There is such a thing as being dead before you are dead. It happens when we give up on what defines us, sing the poor-me’s and succumb to despair. But it is really all about us. That has been the situation it seems to be for quite some time in our churches and our culture. “O ye of little faith,” Jesus upbraids us. One of the homilies in the sixteenth century Book of Homilies is about “liveliness of faith” which is only possible where one confronts a certain deadness of faith. I sense this problem in varying ways when people start talking about things like the Church and Parish dying though without distinguishing between the institutional church and the mystical Church universal, a distinction without which I certainly could not even begin to function. But that kind of talk about death and dying is a self-fulfilling prophecy. We are dead before we are really dead because we have given up on the life of faith. We are dead because we have accepted what is really the world’s way of looking at things.
Numbers matter but they are not everything. And in fact they can become a kind of idolatry; measuring the truth of things quantitatively is an extremely limited and limiting way of thinking and living. It is a problem the Scriptures frequently address. There is even “the sin of David” in taking a census of the Israelites, as if to say that our strength and the truth of our being lies in our numbers. As such it is a denial of God and the truth and power of his life in us. Elijah the Prophet, too, laments in a kind of despair about the condition of Israel, thinking that he is the only one left! God rather drily and strongly reminds him that no, there are far more than he realizes who are faithful, indeed, “seven thousand who have not bowed the knee to Baal” a passage from 1 Kings that Paul recalls in Romans 11.4. The problem, it seems, is perennial. We forget that where two or three are gathered there is Christ also. Our life and our joy are found in the gathering.
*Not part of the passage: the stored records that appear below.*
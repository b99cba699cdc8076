//! Cache layer that orchestrates caching logic with network fetching.

use color_eyre::Result;
use std::future::Future;
use std::sync::Arc;
use tracing::{debug, warn};

use super::key::RequestKey;
use super::storage::CacheStorage;
use super::traits::{CachedEntry, FetchOutcome};
use crate::http::{FetchRequest, FetchResponse};
use crate::policy::is_cacheable_dynamic;

/// Cache layer bound to a single generation.
///
/// All reads and writes go to the generation this layer was created for,
/// never to any other version's cache.
pub struct CacheLayer<S: CacheStorage> {
  storage: Arc<S>,
  generation: String,
}

impl<S: CacheStorage> CacheLayer<S> {
  /// Create a new cache layer writing into `generation`.
  pub fn new(storage: Arc<S>, generation: impl Into<String>) -> Self {
    Self {
      storage,
      generation: generation.into(),
    }
  }

  pub fn generation(&self) -> &str {
    &self.generation
  }

  pub fn storage(&self) -> &Arc<S> {
    &self.storage
  }

  /// Look up an entry. Storage errors are logged and treated as a miss.
  pub fn lookup(&self, key: &RequestKey) -> Option<CachedEntry> {
    match self.storage.match_entry(&self.generation, key) {
      Ok(entry) => entry,
      Err(e) => {
        warn!(generation = %self.generation, %key, "cache lookup failed: {:#}", e);
        None
      }
    }
  }

  /// Store a response. Returns false if the write failed.
  pub fn store(&self, key: &RequestKey, response: &FetchResponse) -> bool {
    match self.storage.put_entry(&self.generation, key, response) {
      Ok(()) => true,
      Err(e) => {
        warn!(generation = %self.generation, %key, "cache write failed: {:#}", e);
        false
      }
    }
  }

  /// Fetch with a cache-first strategy.
  ///
  /// 1. Check cache - on a hit, return immediately without touching the network
  /// 2. On a miss, fetch from network
  /// 3. Successful responses for cacheable URLs are duplicated into the cache
  /// 4. On network failure, look again and return a stale entry if one appeared
  pub async fn fetch_cache_first<F, Fut>(
    &self,
    request: &FetchRequest,
    fetcher: F,
  ) -> Result<FetchOutcome>
  where
    F: FnOnce() -> Fut,
    Fut: Future<Output = Result<FetchResponse>>,
  {
    let key = RequestKey::from_request(request);

    // Check cache first
    if let Some(entry) = self.lookup(&key) {
      debug!(%key, "cache hit");
      return Ok(FetchOutcome::from_cache(entry));
    }

    match fetcher().await {
      Ok(response) => {
        if !response.is_success() {
          // Error pages are never cached
          debug!(%key, status = %response.status, "not caching unsuccessful response");
          return Ok(FetchOutcome::from_network(response));
        }

        if is_cacheable_dynamic(&request.url) {
          let copy = response.duplicate();
          if self.store(&key, &copy) {
            debug!(%key, bytes = copy.body.len(), "cached network response");
          }
        }

        Ok(FetchOutcome::from_network(response))
      }
      Err(e) => {
        // Network failed, fall back to whatever may have been stored meanwhile
        match self.lookup(&key) {
          Some(entry) => {
            warn!(%key, "network failed, serving stale cache: {:#}", e);
            Ok(FetchOutcome::offline(entry))
          }
          None => {
            warn!(%key, "network failed with no cached fallback");
            Err(e)
          }
        }
      }
    }
  }
}

impl<S: CacheStorage> Clone for CacheLayer<S> {
  fn clone(&self) -> Self {
    Self {
      storage: Arc::clone(&self.storage),
      generation: self.generation.clone(),
    }
  }
}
To my mind, the Gospel of the Resurrection speaks profoundly to the great question of our age which is about our common humanity. Because of the Resurrection, it is not an exaggeration to say, you are not and do not have to be a robot. You are already a robot, however, if you have succumbed to a kind of technocratic determinism and think that machines can think. In other words, you become a machine precisely because you have given yourself over to a certain kind of reasoning which is limited and limiting. It was interesting to see an article in the Chronicle Herald about a Professor from St. Mary’s talking exactly about the problem of big data and Artificial Intelligence which can only replicate human patterns of behavior but are incapable of mind and therefore ethical reasoning.